Among the vast and varied NWSI projects throughout the Near West Side:
- The Lincoln Supply Building, an abandoned commercial warehouse, was rehabilitated and is the first mid-rise multifamily building in the Upstate New York to earn a LEED® Platinum certification. The building now houses La Casita Cultural Center, a project of Syracuse University’s College of Arts and Sciences, and residential space.
- WCNY, Central New York’s public broadcasting station, relocated from the Syracuse suburbs into a state-of-the-art broadcast and education center in a rehabilitated warehouse in the Near West Side neighborhood. It is the first green public broadcasting facility in the country.
- Salt Works (http://www.saltworkssyracuse.com), is a social enterprise based on the Near West Side that uses reclaimed timbers from a rehabilitated warehouse to make furniture and put people to work. GreenTrain, a program to give local residents skills in green contracting, has also been held in the neighborhood.
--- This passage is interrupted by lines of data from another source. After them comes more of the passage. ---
//! Debounced push-button input.
//!
//! The button is active-low with a pull-up. The watcher waits for any
//! edge, lets the contact settle, samples the level and reports a
//! transition only if the settled level differs from the last one
//! reported. Bounces that settle back to the old level produce nothing.

use embedded_hal::digital::InputPin;
use embedded_hal_async::delay::DelayNs;
use embedded_hal_async::digital::Wait;

use crate::config::BUTTON_DEBOUNCE_MS;
use crate::event::KeyEvent;
use crate::macros::{info, warn};
use crate::queue::InputProducer;

pub struct ButtonWatcher<P, D> {
    pin: P,
    delay: D,
    code: u16,
    pressed: bool,
}

impl<P, D> ButtonWatcher<P, D>
where
    P: InputPin + Wait,
    D: DelayNs,
{
    /// Starts out assuming the button is released.
    pub fn new(pin: P, delay: D, code: u16) -> Self {
        Self {
            pin,
            delay,
            code,
            pressed: false,
        }
    }

    /// Wait for the next settled press or release.
    pub async fn next_event(&mut self) -> Result<KeyEvent, P::Error> {
        loop {
            self.pin.wait_for_any_edge().await?;
            self.delay.delay_ms(BUTTON_DEBOUNCE_MS).await;

            let pressed = self.pin.is_low()?;
            if pressed != self.pressed {
                self.pressed = pressed;
                return Ok(KeyEvent::new(self.code, i32::from(pressed)));
            }
        }
    }

    /// Wait for one transition and hand it to the producer.
    pub async fn forward_next(&mut self, producer: InputProducer<'_>) {
        match self.next_event().await {
            Ok(event) => {
                producer.report(event.code, event.value).ok();
            }
            Err(_) => warn!("Button pin read failed"),
        }
    }

    /// Feed every transition into the producer. Never returns.
    pub async fn run(mut self, producer: InputProducer<'_>) -> ! {
        info!("Button watcher started (code {})", self.code);
        loop {
            self.forward_next(producer).await;
        }
    }
}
Fifty-seven residents have been trained and 87 percent have been placed in full-time jobs.
- The neighborhood has served as a test bed for Onondaga County’s Save the Rain program.
- Projects such as 601 Tully, the SaltQuarters artist in residence program and a community garden have brought art and culture into the neighborhood and built community.
“The NWSI really wanted to work with the neighborhood in making a difference,” says Horan. “That to me was the epitome of success-working with the neighborhood and not doing it for the neighborhood.”
“The Near Westside Initiative Board of Directors particularly appreciates the leadership of Syracuse University Chancellor Kent Syverud, Syracuse University Community Engagement and Economic Development Vice President Marilyn Higgins, Syracuse Center of Excellence Director Ed Bogucz, Onondaga County Executive Joanne Mahoney, Home HeadQuarters Director Kerry Quaglia and Syracuse Mayor Stephanie Miner in making this achievement possible,” says NWSI Board of Directors Chair Paul Nojaim.
Syracuse University’s Marilyn Higgins looks on as Maarten Jacobs, director of the Near West Side Initiative, is shown during a video clip at the USGBC Leadership Awards Luncheon at the U.S. Green Building Council’s Greenbuild Conference on Oct. 23. The NWSI received the 2014 Mayor Richard M. Daley Legacy Award for Global Leadership in Creating Sustainable Cities for its work in transforming Syracuse’s Near West Side.